A father and his two sons were diagnosed with the same type of cancer. This is the culprit! If your family members have these conditions, please be alert.

According to the Morning News, recently, three people, a father and two sons from Ningbo, were diagnosed with the same cancer one after another, which attracted media attention.

Zhang's family's nightmare began five years ago: that year, he was diagnosed with colon cancer ; after that, his second son had a colonoscopy and found early cancer lesions ; his third son went to the doctor for bloody stools and was also diagnosed with colon cancer ...

Father and son diagnosed with colon cancer

Mr. Zhang is 70 years old this year. Five years ago, his family sent him to the local health center for treatment because he suddenly became thin and pale . At that time, they thought it was just a symptom caused by fatigue, so they didn't investigate further. They just prescribed some Chinese medicine to replenish blood and qi and let him go home to recuperate.
But after a month or two, Zhang's symptoms not only did not improve, but gradually worsened. One time, he fell down when he was using the toilet due to dizziness, and almost caused an accident. Therefore, the family did not dare to neglect it and rushed Zhang to the hospital. The CT results showed that there was a mass on Zhang's colon, which was highly suspected to be a malignant tumor of the colon . Further colonoscopy confirmed that Zhang had colon cancer .

After careful preoperative planning, the operation was carried out as scheduled. After the operation, Mr. Zhang recovered smoothly, his complexion began to turn rosy, and his weight gradually increased. Before being discharged from the hospital, the doctor learned that Mr. Zhang had four sons, none of whom had ever undergone a gastroscopy, and suggested that they check as soon as possible.
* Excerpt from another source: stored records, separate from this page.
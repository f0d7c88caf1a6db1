use std::collections::HashMap;
use std::sync::Arc;

use tracing::debug;

use super::Processor;

/// Maps job type names to processor implementations
///
/// Populated once at worker startup. A claimed job whose type has no entry
/// is a data error and is dead-lettered, not a code branch.
#[derive(Default)]
pub struct ProcessorRegistry {
    processors: HashMap<String, Arc<dyn Processor>>,
}

impl ProcessorRegistry {
    pub fn new() -> Self {
        Self::default()
    }

    /// Register a processor under its own type name. Re-registering a type
    /// replaces the previous entry.
    pub fn register(&mut self, processor: Arc<dyn Processor>) {
        let job_type = processor.job_type().to_string();
        debug!("registered processor for job type: {}", job_type);
        self.processors.insert(job_type, processor);
    }

    /// Look up the processor for a job type.
    pub fn get(&self, job_type: &str) -> Option<Arc<dyn Processor>> {
        self.processors.get(job_type).cloned()
    }

    /// Check if a job type is registered.
    pub fn is_registered(&self, job_type: &str) -> bool {
        self.processors.contains_key(job_type)
    }

    /// All registered job type names.
    pub fn job_types(&self) -> Vec<String> {
        self.processors.keys().cloned().collect()
    }
}

#[cfg(test)]
mod tests {
    use super::*;
    use crate::error::ProcessorError;
    use crate::processor::ProgressHandle;
    use crate::types::JobId;
    use async_trait::async_trait;
    use serde_json::Value;

    struct NoopProcessor;

    #[async_trait]
    impl Processor for NoopProcessor {
        fn job_type(&self) -> &str {
            "noop"
        }

        async fn process(
            &self,
            _job_id: &JobId,
            _payload: &Value,
            _progress: &ProgressHandle,
        ) -> Result<bool, ProcessorError> {
            Ok(true)
        }
    }

    #[test]
    fn register_and_lookup() {
        let mut registry = ProcessorRegistry::new();
        registry.register(Arc::new(NoopProcessor));

        assert!(registry.is_registered("noop"));
        assert!(registry.get("noop").is_some());
        assert!(registry.get("unknown").is_none());
        assert_eq!(registry.job_types(), vec!["noop".to_string()]);
    }
}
The second son listened to the advice and made an appointment for a colonoscopy shortly after his father was discharged from the hospital. Unexpectedly, he was found to have a huge colon polyp during the examination without any signs. According to the microscopic appearance of the polyp, it was considered that this "polyp" had already become cancerous .
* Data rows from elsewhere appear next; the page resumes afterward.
use std::sync::Arc;
use std::time::{Duration, Instant};

use tokio::sync::oneshot;
use tokio::sync::oneshot::error::TryRecvError;
use tokio::task::JoinHandle;
use tracing::{error, info, warn};

use crate::{
    breaker::{CircuitBreaker, CircuitError},
    config::{env_duration_secs, env_or},
    error::{StoreResult, WorkerError},
    observability::WorkerMetrics,
    processor::{ProcessorRegistry, ProgressHandle},
    retry::{RetryOutcome, RetryPolicy},
    store::JobStore,
    types::{ClaimedJob, JobId, JobStatus, WorkerId},
};

/// Configuration for the dispatcher loop
#[derive(Debug, Clone)]
pub struct WorkerConfig {
    /// Queues to claim from; empty means "derive from the registry"
    pub queues: Vec<String>,
    /// Bounded wait inside a single claim
    pub claim_timeout: Duration,
    /// How often the liveness heartbeat is refreshed
    pub heartbeat_interval: Duration,
    /// Heartbeat time-to-live in the store
    pub heartbeat_ttl: Duration,
    /// Retry budget per job
    pub max_retries: u32,
    /// Sleep after the breaker rejects a claim
    pub circuit_open_backoff: Duration,
    /// Sleep after an unexpected error
    pub error_backoff: Duration,
    /// Consecutive unexpected errors beyond this terminate the worker
    pub max_consecutive_errors: u32,
}

impl Default for WorkerConfig {
    fn default() -> Self {
        Self {
            queues: Vec::new(),
            claim_timeout: Duration::from_secs(5),
            heartbeat_interval: Duration::from_secs(30),
            heartbeat_ttl: Duration::from_secs(60),
            max_retries: 3,
            circuit_open_backoff: Duration::from_secs(10),
            error_backoff: Duration::from_secs(1),
            max_consecutive_errors: 10,
        }
    }
}

impl WorkerConfig {
    /// Load configuration from environment variables, with defaults for
    /// anything unset.
    pub fn from_env() -> Self {
        let defaults = Self::default();
        Self {
            queues: Vec::new(),
            claim_timeout: env_duration_secs("JOB_CLAIM_TIMEOUT", defaults.claim_timeout),
            heartbeat_interval: env_duration_secs(
                "WORKER_HEARTBEAT_INTERVAL",
                defaults.heartbeat_interval,
            ),
            heartbeat_ttl: env_duration_secs("WORKER_HEARTBEAT_TTL", defaults.heartbeat_ttl),
            max_retries: env_or("JOB_MAX_RETRIES", defaults.max_retries),
            circuit_open_backoff: env_duration_secs(
                "WORKER_CIRCUIT_OPEN_BACKOFF",
                defaults.circuit_open_backoff,
            ),
            error_backoff: env_duration_secs("WORKER_ERROR_BACKOFF", defaults.error_backoff),
            max_consecutive_errors: env_or(
                "WORKER_MAX_CONSECUTIVE_ERRORS",
                defaults.max_consecutive_errors,
            ),
        }
    }
}

/// Handle for managing worker lifecycle
pub struct WorkerHandle {
    shutdown_tx: oneshot::Sender<()>,
    join_handle: JoinHandle<Result<(), WorkerError>>,
}

impl WorkerHandle {
    /// Request shutdown and wait for the loop to finish.
    ///
    /// An in-flight job is never aborted; the loop stops before its next
    /// claim.
    pub async fn shutdown(self) -> Result<(), WorkerError> {
        let _ = self.shutdown_tx.send(());
        self.join_handle
            .await
            .map_err(|e| WorkerError::Join(e.to_string()))?
    }
}

/// One dispatcher loop: claims jobs through the circuit breaker, runs the
/// registered processor and applies the retry policy on failure
pub struct Worker {
    store: Arc<dyn JobStore>,
    breaker: CircuitBreaker,
    registry: Arc<ProcessorRegistry>,
    retry: RetryPolicy,
    metrics: Arc<WorkerMetrics>,
    config: WorkerConfig,
    worker_id: WorkerId,
}

impl Worker {
    pub fn new(
        store: Arc<dyn JobStore>,
        registry: Arc<ProcessorRegistry>,
        breaker: CircuitBreaker,
        config: WorkerConfig,
    ) -> Self {
        Self {
            store,
            breaker,
            registry,
            retry: RetryPolicy::new(config.max_retries),
            metrics: Arc::new(WorkerMetrics::new()),
            config,
            worker_id: WorkerId::generate(),
        }
    }

    /// Override the generated worker id.
    pub fn with_worker_id(mut self, worker_id: WorkerId) -> Self {
        self.worker_id = worker_id;
        self
    }

    pub fn worker_id(&self) -> &WorkerId {
        &self.worker_id
    }

    pub fn metrics(&self) -> Arc<WorkerMetrics> {
        self.metrics.clone()
    }

    /// Spawn the loop on the runtime and return its lifecycle handle.
    pub fn spawn(self) -> WorkerHandle {
        let (shutdown_tx, shutdown_rx) = oneshot::channel();
        let join_handle = tokio::spawn(self.run(shutdown_rx));
        WorkerHandle {
            shutdown_tx,
            join_handle,
        }
    }

    /// Run the dispatcher loop until shutdown or a worker-fatal condition.
    pub async fn run(self, mut shutdown: oneshot::Receiver<()>) -> Result<(), WorkerError> {
        let queues: Vec<String> = if self.config.queues.is_empty() {
            self.registry.job_types()
        } else {
            self.config.queues.clone()
        };
        let queue_refs: Vec<&str> = queues.iter().map(String::as_str).collect();

        info!(
            "worker {} started, claiming from {:?}",
            self.worker_id, queues
        );

        self.emit_heartbeat().await;
        let mut last_heartbeat = Instant::now();
        let mut jobs_processed: u64 = 0;
        let mut consecutive_errors: u32 = 0;

        loop {
            match shutdown.try_recv() {
                Err(TryRecvError::Empty) => {}
                Ok(()) | Err(TryRecvError::Closed) => {
                    info!("worker {} shutdown requested", self.worker_id);
                    break;
                }
            }

            if last_heartbeat.elapsed() >= self.config.heartbeat_interval {
                self.emit_heartbeat().await;
                last_heartbeat = Instant::now();
            }

            let claimed = match self
                .breaker
                .call(self.store.claim(&queue_refs, self.config.claim_timeout))
                .await
            {
                Ok(Some(claimed)) => {
                    consecutive_errors = 0;
                    claimed
                }
                // Bounded-wait timeout, nothing to do
                Ok(None) => continue,
                Err(CircuitError::Open) => {
                    warn!("store circuit is open, backing off");
                    tokio::time::sleep(self.config.circuit_open_backoff).await;
                    continue;
                }
                Err(CircuitError::Failed(e)) => {
                    consecutive_errors += 1;
                    self.metrics.record_unexpected_error();
                    error!(
                        "claim failed (attempt {}): {}",
                        consecutive_errors, e
                    );
                    if consecutive_errors > self.config.max_consecutive_errors {
                        error!("too many consecutive errors, terminating worker");
                        return Err(WorkerError::TooManyErrors(consecutive_errors));
                    }
                    tokio::time::sleep(self.config.error_backoff).await;
                    continue;
                }
            };

            match self.execute(claimed).await {
                Ok(true) => jobs_processed += 1,
                Ok(false) => {}
                Err(e) => {
                    consecutive_errors += 1;
                    self.metrics.record_unexpected_error();
                    error!(
                        "unexpected error in worker loop (attempt {}): {}",
                        consecutive_errors, e
                    );
                    if consecutive_errors > self.config.max_consecutive_errors {
                        error!("too many consecutive errors, terminating worker");
                        return Err(WorkerError::TooManyErrors(consecutive_errors));
                    }
                    tokio::time::sleep(self.config.error_backoff).await;
                }
            }
        }

        info!(
            "worker {} shutting down, processed {} jobs",
            self.worker_id, jobs_processed
        );
        Ok(())
    }

    /// Run one claimed job to a terminal decision. Returns Ok(true) when
    /// the job completed successfully.
    async fn execute(&self, claimed: ClaimedJob) -> StoreResult<bool> {
        let ClaimedJob { job_id, record } = claimed;

        info!("processing job {} ({})", job_id, record.job_type);
        self.set_status(
            &job_id,
            JobStatus::Running,
            0,
            &format!("Started by {}", self.worker_id),
        )
        .await;

        let Some(processor) = self.registry.get(&record.job_type) else {
            let reason = format!("Unknown job type: {}", record.job_type);
            self.retry
                .dead_letter_unresolvable(&self.store, &job_id, &self.worker_id, &reason)
                .await?;
            self.metrics.record_dead_letter(&record.job_type);
            return Ok(false);
        };

        let progress = ProgressHandle::new(self.store.clone(), job_id.clone(), self.worker_id.clone());
        let started = Instant::now();
        let outcome = processor.process(&job_id, &record.payload, &progress).await;
        let elapsed = started.elapsed();

        match outcome {
            Ok(true) => {
                self.set_status(
                    &job_id,
                    JobStatus::Completed,
                    100,
                    &format!("Completed in {:.2}s", elapsed.as_secs_f64()),
                )
                .await;
                self.metrics.record_completed(&record.job_type, elapsed);
                info!(
                    "job {} completed in {:.2}s",
                    job_id,
                    elapsed.as_secs_f64()
                );
                Ok(true)
            }
            Ok(false) => {
                self.fail_job(&job_id, &record.job_type, "processor reported failure")
                    .await?;
                Ok(false)
            }
            Err(e) => {
                self.fail_job(&job_id, &record.job_type, &e.to_string())
                    .await?;
                Ok(false)
            }
        }
    }

    async fn fail_job(&self, job_id: &JobId, job_type: &str, error_message: &str) -> StoreResult<()> {
        match self
            .retry
            .handle_failure(&self.store, job_id, &self.worker_id, error_message)
            .await?
        {
            RetryOutcome::Requeued { .. } => self.metrics.record_retry(job_type),
            RetryOutcome::DeadLettered => self.metrics.record_dead_letter(job_type),
        }
        Ok(())
    }

    /// Best-effort status write. A failure is logged and absorbed so it
    /// never derails the loop.
    async fn set_status(&self, job_id: &JobId, status: JobStatus, progress: u8, message: &str) {
        if let Err(e) = self
            .store
            .update(job_id, status, progress, message, Some(&self.worker_id))
            .await
        {
            error!("status update for {} failed: {}", job_id, e);
        }
    }

    /// Heartbeat writes go straight to the store; failures are logged and
    /// absorbed.
    async fn emit_heartbeat(&self) {
        if let Err(e) = self
            .store
            .heartbeat(&self.worker_id, self.config.heartbeat_ttl)
            .await
        {
            error!("heartbeat for {} failed: {}", self.worker_id, e);
        }
    }
}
Not long after, the third son, who was in his early 30s, also developed the same symptoms as his father did, so he rushed to the hospital for treatment. Sure enough, he was also diagnosed with colon cancer.

This genetic disease

Average age of onset: 44 years

Three members of his family were diagnosed with colon cancer one after another, which was a big blow to Mr. Zhang.
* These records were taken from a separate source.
use std::sync::Arc;

use chrono::Utc;
use serde_json::Value;
use tokio::sync::broadcast;
use tracing::info;

use crate::{
    error::StoreResult,
    store::{BoxStream, JobStore},
    types::{JobEvent, JobId, JobRecord, ProgressEvent},
};

/// Default cap for list queries
pub const DEFAULT_LIST_LIMIT: usize = 10;

/// Thin submission and query facade over the store
///
/// The request/response front end wraps this; it owns no state of its own.
#[derive(Clone)]
pub struct JobClient {
    store: Arc<dyn JobStore>,
}

impl JobClient {
    pub fn new(store: Arc<dyn JobStore>) -> Self {
        Self { store }
    }

    /// Atomically create a queued record and enqueue its id.
    ///
    /// The id is `type:business-key:epoch-seconds`; identical submissions
    /// within the same second collide (the later one wins).
    pub async fn submit(
        &self,
        job_type: &str,
        business_key: &str,
        payload: Value,
    ) -> StoreResult<JobId> {
        let job_id = JobId::from_parts(job_type, business_key, Utc::now().timestamp());
        let record = JobRecord::new(job_id.clone(), job_type.to_string(), payload);
        self.store.submit(record).await?;

        info!("created {} job: {}", job_type, job_id);
        Ok(job_id)
    }

    /// Fetch the full record for a job, or None when unknown.
    pub async fn status(&self, job_id: &JobId) -> StoreResult<Option<JobRecord>> {
        self.store.get(job_id).await
    }

    /// List recent jobs, newest first, optionally filtered by type.
    pub async fn list(
        &self,
        job_type: Option<&str>,
        limit: Option<usize>,
    ) -> StoreResult<Vec<JobRecord>> {
        self.store
            .list(job_type, limit.unwrap_or(DEFAULT_LIST_LIMIT))
            .await
    }

    /// Subscribe to a job's ephemeral progress topic.
    pub fn subscribe_progress(&self, job_id: &JobId) -> broadcast::Receiver<ProgressEvent> {
        self.store.subscribe_progress(job_id)
    }

    /// Global lifecycle event stream.
    pub fn events(&self) -> BoxStream<JobEvent> {
        self.store.events()
    }

    /// Fetch the artifact persisted for a job, if any.
    pub async fn artifact(&self, job_id: &JobId) -> StoreResult<Option<Value>> {
        self.store.get_artifact(job_id).await
    }
}

#[cfg(test)]
mod tests {
    use super::*;
    use crate::store::memory::MemoryStore;
    use crate::types::JobStatus;
    use serde_json::json;

    fn client() -> JobClient {
        JobClient::new(Arc::new(MemoryStore::new()))
    }

    #[tokio::test]
    async fn submitted_job_is_immediately_resolvable() {
        let client = client();
        let job_id = client
            .submit("migration", "run10_inst643", json!({"run_id": 10}))
            .await
            .unwrap();

        let record = client.status(&job_id).await.unwrap().unwrap();
        assert_eq!(record.status, JobStatus::Queued);
        assert_eq!(record.progress, 0);
        assert_eq!(record.retry_count, 0);
        assert!(job_id.as_str().starts_with("migration:run10_inst643:"));
    }

    #[tokio::test]
    async fn unknown_job_is_not_found() {
        let client = client();
        let record = client.status(&JobId::from("migration:nope:0")).await.unwrap();
        assert!(record.is_none());
    }

    #[tokio::test]
    async fn list_filters_by_type_and_caps() {
        let client = client();
        for i in 0..3 {
            client
                .submit("migration", &format!("run{}_inst1", i), json!({}))
                .await
                .unwrap();
        }
        client.submit("backtest", "nw1", json!({})).await.unwrap();

        let migrations = client.list(Some("migration"), None).await.unwrap();
        assert_eq!(migrations.len(), 3);
        assert!(migrations.iter().all(|r| r.job_type == "migration"));

        let capped = client.list(None, Some(2)).await.unwrap();
        assert_eq!(capped.len(), 2);
    }
}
The symptoms of Zhang's family made the doctor highly suspect that it might be Lynch syndrome . At his suggestion, Zhang and his two sons underwent genetic testing, and the results confirmed the suspicion.

The doctor explained that Lynch syndrome, also known as hereditary non-polyposis colorectal cancer, is an autosomal dominant syndrome caused by mismatch repair gene defects, which makes people susceptible to colorectal cancer and other malignant tumors.

How heritable is the disease? "In this inheritance pattern, just having one gene mutation may increase the risk of developing the disease. If one of the spouses has the mutation, the probability of each of the offspring carrying the mutation is 50%. "

Most Lynch syndrome patients inherit it from their parents. Among them, ** is most closely associated with colorectal cancer, with a lifetime cancer risk of up to 82% for mutation carriers, with an average age of onset of 44 years. In addition, it also causes a lifetime risk of endometrial cancer of about 60% for women, with an average age of onset of about 50 years; the risk of gastric cancer is about 13%, with an average age of onset of 56 years.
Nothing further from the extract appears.